- Directed by: Damian Lee
- Written by: Damian Lee David Mitchell
- Produced by: Damian Lee David Mitchell
- Starring: Vernon Wells
- Cinematography: Ludek Bogner
- Edited by: Gary Zubeck
- Music by: Charlie Barnett
- Production company: Rose and Ruby Productions
- Distributed by: Shapiro Entertainment
- Release date: October 1987 (MIFED (Mercato internazionale del film e del documentario [it; fr]));
- Running time: 90 minutes
- Country: Canada
- Language: English

= Last Man Standing (1987 film) =

Last Man Standing is a 1987 sports action film directed by Damian Lee.
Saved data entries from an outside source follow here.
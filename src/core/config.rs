//! # Configuration
//!
//! Centralizes all settings with a clear override hierarchy:
//! defaults → config file → env vars → CLI flags.
//!
//! Config lives at `~/.travelbook/config.toml`. If missing on first run, a
//! commented-out default is generated so users can discover all options.

use log::{LevelFilter, debug, info, warn};
use serde::{Deserialize, Serialize};
use std::fmt;
use std::fs;
use std::path::{Path, PathBuf};
use std::time::Duration;

// ============================================================================
// Config Structs (all fields Option<T> for sparse TOML)
// ============================================================================

#[derive(Debug, Default, Deserialize, Serialize)]
pub struct TravelbookConfig {
    #[serde(default)]
    pub general: GeneralConfig,
    #[serde(default)]
    pub api: ApiConfig,
    #[serde(default)]
    pub storage: StorageConfig,
}

#[derive(Debug, Default, Deserialize, Serialize)]
pub struct GeneralConfig {
    pub log_level: Option<String>,
}

#[derive(Debug, Default, Deserialize, Serialize)]
pub struct ApiConfig {
    pub base_url: Option<String>,
    pub timeout_secs: Option<u64>,
}

#[derive(Debug, Default, Deserialize, Serialize)]
pub struct StorageConfig {
    pub data_dir: Option<String>,
}

// ============================================================================
// Defaults
// ============================================================================

pub const DEFAULT_API_BASE_URL: &str = "http://localhost:3000/api/v1";
pub const DEFAULT_TIMEOUT_SECS: u64 = 15;
pub const DEFAULT_LOG_LEVEL: &str = "debug";

// ============================================================================
// Resolved Config (concrete values, no Options)
// ============================================================================

#[derive(Debug, Clone)]
pub struct ResolvedConfig {
    pub api_base_url: String,
    pub request_timeout: Duration,
    pub data_dir: PathBuf,
    pub log_level: String,
}

impl ResolvedConfig {
    /// `log_level` as a filter. Unknown names fall back to `debug`.
    pub fn log_filter(&self) -> LevelFilter {
        self.log_level.parse().unwrap_or_else(|_| {
            warn!("Unknown log level '{}', using {}", self.log_level, DEFAULT_LOG_LEVEL);
            LevelFilter::Debug
        })
    }
}

// ============================================================================
// Error Type
// ============================================================================

#[derive(Debug)]
pub enum ConfigError {
    Io(std::io::Error),
    Parse(toml::de::Error),
}

impl fmt::Display for ConfigError {
    fn fmt(&self, f: &mut fmt::Formatter<'_>) -> fmt::Result {
        match self {
            ConfigError::Io(e) => write!(f, "config I/O error: {e}"),
            ConfigError::Parse(e) => write!(f, "config parse error: {e}"),
        }
    }
}

impl std::error::Error for ConfigError {}

// ============================================================================
// Loading
// ============================================================================

/// Returns `~/.travelbook`, the home of the config file and the trip store.
pub fn app_dir() -> Option<PathBuf> {
    dirs::home_dir().map(|h| h.join(".travelbook"))
}

/// Returns the path to `~/.travelbook/config.toml`.
pub fn config_path() -> Option<PathBuf> {
    app_dir().map(|d| d.join("config.toml"))
}

/// Load config from `explicit` if given, otherwise from `~/.travelbook/config.toml`.
///
/// A missing default file is generated (commented out) and treated as empty.
/// A missing explicit file is an error: the user asked for it by name.
pub fn load_config(explicit: Option<&Path>) -> Result<TravelbookConfig, ConfigError> {
    if let Some(path) = explicit {
        return read_config(path);
    }

    let path = match config_path() {
        Some(p) => p,
        None => {
            warn!("Could not determine home directory, using default config");
            return Ok(TravelbookConfig::default());
        }
    };

    if !path.exists() {
        info!("No config file found, generating default at {}", path.display());
        generate_default_config(&path);
        return Ok(TravelbookConfig::default());
    }

    read_config(&path)
}

fn read_config(path: &Path) -> Result<TravelbookConfig, ConfigError> {
    let contents = fs::read_to_string(path).map_err(ConfigError::Io)?;
    let config: TravelbookConfig = toml::from_str(&contents).map_err(ConfigError::Parse)?;
    info!("Loaded config from {}", path.display());
    debug!("Config: {:?}", config);
    Ok(config)
}

/// Generates a commented-out default config file at the given path.
fn generate_default_config(path: &Path) {
    let default_content = r#"# Travelbook Configuration
# All settings are optional. Defaults are used for anything not specified.
# Override hierarchy: defaults → this file → env vars → CLI flags.

# [general]
# log_level = "debug"                # "error", "warn", "info", "debug", "trace"

# [api]
# base_url = "http://localhost:3000/api/v1"   # Or set TRAVELBOOK_API_URL
# timeout_secs = 15                            # Or set TRAVELBOOK_TIMEOUT_SECS

# [storage]
# data_dir = "/home/me/.travelbook"  # Or set TRAVELBOOK_DATA_DIR
"#;

    if let Some(parent) = path.parent() {
        if let Err(e) = fs::create_dir_all(parent) {
            warn!("Failed to create config directory: {}", e);
            return;
        }
    }
    if let Err(e) = fs::write(path, default_content) {
        warn!("Failed to write default config: {}", e);
    }
}

// ============================================================================
// Resolution
// ============================================================================

/// Resolve the final config by collapsing: defaults → config file → env vars → CLI.
///
/// `cli_api_url` is the `--api-url` flag (None = not specified).
pub fn resolve(config: &TravelbookConfig, cli_api_url: Option<&str>) -> ResolvedConfig {
    resolve_with_env(config, cli_api_url, |key| std::env::var(key).ok())
}

/// Same as [`resolve`], with the environment lookup injected.
pub fn resolve_with_env(
    config: &TravelbookConfig,
    cli_api_url: Option<&str>,
    env: impl Fn(&str) -> Option<String>,
) -> ResolvedConfig {
    // API URL: CLI → env → config → default
    let api_base_url = cli_api_url
        .map(|s| s.to_string())
        .or_else(|| env("TRAVELBOOK_API_URL"))
        .or_else(|| config.api.base_url.clone())
        .unwrap_or_else(|| DEFAULT_API_BASE_URL.to_string())
        .trim_end_matches('/')
        .to_string();

    // Timeout: env → config → default. Unparseable env values are ignored.
    let timeout_secs = env("TRAVELBOOK_TIMEOUT_SECS")
        .and_then(|v| match v.parse::<u64>() {
            Ok(secs) => Some(secs),
            Err(_) => {
                warn!("Ignoring invalid TRAVELBOOK_TIMEOUT_SECS: {}", v);
                None
            }
        })
        .or(config.api.timeout_secs)
        .unwrap_or(DEFAULT_TIMEOUT_SECS);

    // Data dir: env → config → ~/.travelbook → current dir
    let data_dir = env("TRAVELBOOK_DATA_DIR")
        .or_else(|| config.storage.data_dir.clone())
        .map(PathBuf::from)
        .or_else(app_dir)
        .unwrap_or_else(|| PathBuf::from("."));

    let log_level = config
        .general
        .log_level
        .clone()
        .unwrap_or_else(|| DEFAULT_LOG_LEVEL.to_string());

    ResolvedConfig {
        api_base_url,
        request_timeout: Duration::from_secs(timeout_secs),
        data_dir,
        log_level,
    }
}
In the film, a mistreated patient of a mental asylum is released and seeks a new career in underground bare-knuckle fighting.

==Plot==
Roo Marcus has recently been released from the inhumane conditions of a mental institution and enters into the world of underground bare-knuckle fighting.

==Cast==
- Vernon Wells as Roo Marcus
- William Sanderson as Casper
- Michael Copeman as Napoleon
- Sonja Belliveau as Charlie
- Frank Moore as Tenny
- Réal Andrews as Razor
- Pete Dempster as Cannon
- Franco Columbu as Batty
- Danny Burnes as Gus
- George Chuvalo as Maxx
- Damian Lee as Sully
- Dave Schaller as Patch
- Kim Coates as Mr. Regan
- Lolita Davidovich as Groupie (as Lolita David)

==Alternate titles==
Last Man Standing was released under various other titles in different regions including Circle Man and Manfighter.